Figure 5.

FOXD1 and FOXI1 have discrete functions in the Wnt pathway.A, TOPflash assay in 293T. Where indicated, cells were treated with 5 ng/ml recombinant human R-spondin 3 (Rspo3) or 10 nM porcupine inhibitor LGK974. B, TOPflash assay in 293T ΔLRP5/6. Where indicated, cells were transfected with constitutively active LRP6 (LRP6ΔE1-4) to uncouple Wnt/β-catenin pathway activation from LRP5/6 engagement by WNT proteins. FOXQ1 and FOXB2 were included as positive and negative controls, respectively. Data were normalized to the corresponding empty vector control. C, TOPflash assay in 293T following WNT7B or RECK depletion. D, WNT1 and WNT7B promoter reporter assay in 293T. E, TOPflash assay in 293T. Where indicated, cells were treated with 5 ng/ml recombinant human R-spondin 3 (Rspo3) or 10 nM LGK974. F, immunoblot of nonphosphorylated, active β-catenin (ABC) levels in Wnt3a-treated 293T following FOXI expression.
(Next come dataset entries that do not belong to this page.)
//! Error types surfaced by the router and the request accessor.
//!
//! Ordinary "no match" is not an error inside the matcher; it only becomes a
//! [`RouterError::NoRouteMatch`] once the whole route table (and every
//! fallback) has been exhausted for a request.

use std::fmt;

use http::Method;

/// Failure raised while dispatching a request through the route table.
#[derive(Debug, Clone, PartialEq, Eq)]
pub enum RouterError {
    /// No route entry matched the method and path, and no fallback was
    /// registered to take the request.
    NoRouteMatch {
        /// Method of the unmatched request
        method: Method,
        /// Normalised path of the unmatched request
        path: String,
    },
    /// A handler in the matched chain returned an error or panicked.
    HandlerFailure {
        /// Full pattern of the entry whose chain failed (or the scope of the
        /// middleware/fallback that failed)
        pattern: String,
        /// Rendered error chain or panic payload
        detail: String,
    },
}

impl RouterError {
    /// HTTP status this error is surfaced as.
    #[must_use]
    pub fn status(&self) -> u16 {
        match self {
            RouterError::NoRouteMatch { .. } => 404,
            RouterError::HandlerFailure { .. } => 500,
        }
    }
}

impl fmt::Display for RouterError {
    fn fmt(&self, f: &mut fmt::Formatter<'_>) -> fmt::Result {
        match self {
            RouterError::NoRouteMatch { method, path } => {
                write!(f, "no route matched {method} {path}")
            }
            RouterError::HandlerFailure { pattern, detail } => {
                write!(f, "handler for '{pattern}' failed: {detail}")
            }
        }
    }
}

impl std::error::Error for RouterError {}

/// Failure while reading data off a [`Request`](crate::server::Request).
#[derive(Debug)]
pub enum RequestError {
    /// The method token is not a valid HTTP method.
    InvalidMethod(String),
    /// The body was declared as `application/json` but did not parse.
    InvalidJson(serde_json::Error),
}

impl fmt::Display for RequestError {
    fn fmt(&self, f: &mut fmt::Formatter<'_>) -> fmt::Result {
        match self {
            RequestError::InvalidMethod(token) => write!(f, "invalid HTTP method '{token}'"),
            RequestError::InvalidJson(e) => write!(f, "request body is not valid JSON: {e}"),
        }
    }
}

impl std::error::Error for RequestError {
    fn source(&self) -> Option<&(dyn std::error::Error + 'static)> {
        match self {
            RequestError::InvalidMethod(_) => None,
            RequestError::InvalidJson(e) => Some(e),
        }
    }
}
The relative ratio of ABC versus HSP70 housekeeping control is indicated below. G, TOPflash assay in HCT116. Where indicated, cells were treated with 100 nM proteasome inhibitor bortezomib. Data in (B) and (G) were analyzed using an unpaired Welch’s t test with Bonferroni-Hochberg correction for multiple testing. Data in (C) and (D) were analyzed using Dunnett’s post hoc test against EV or siControl following one-way ANOVA (∗∗∗p < 0.001, ∗p < 0.05). RLA, relative luciferase activity. See also Fig. S7.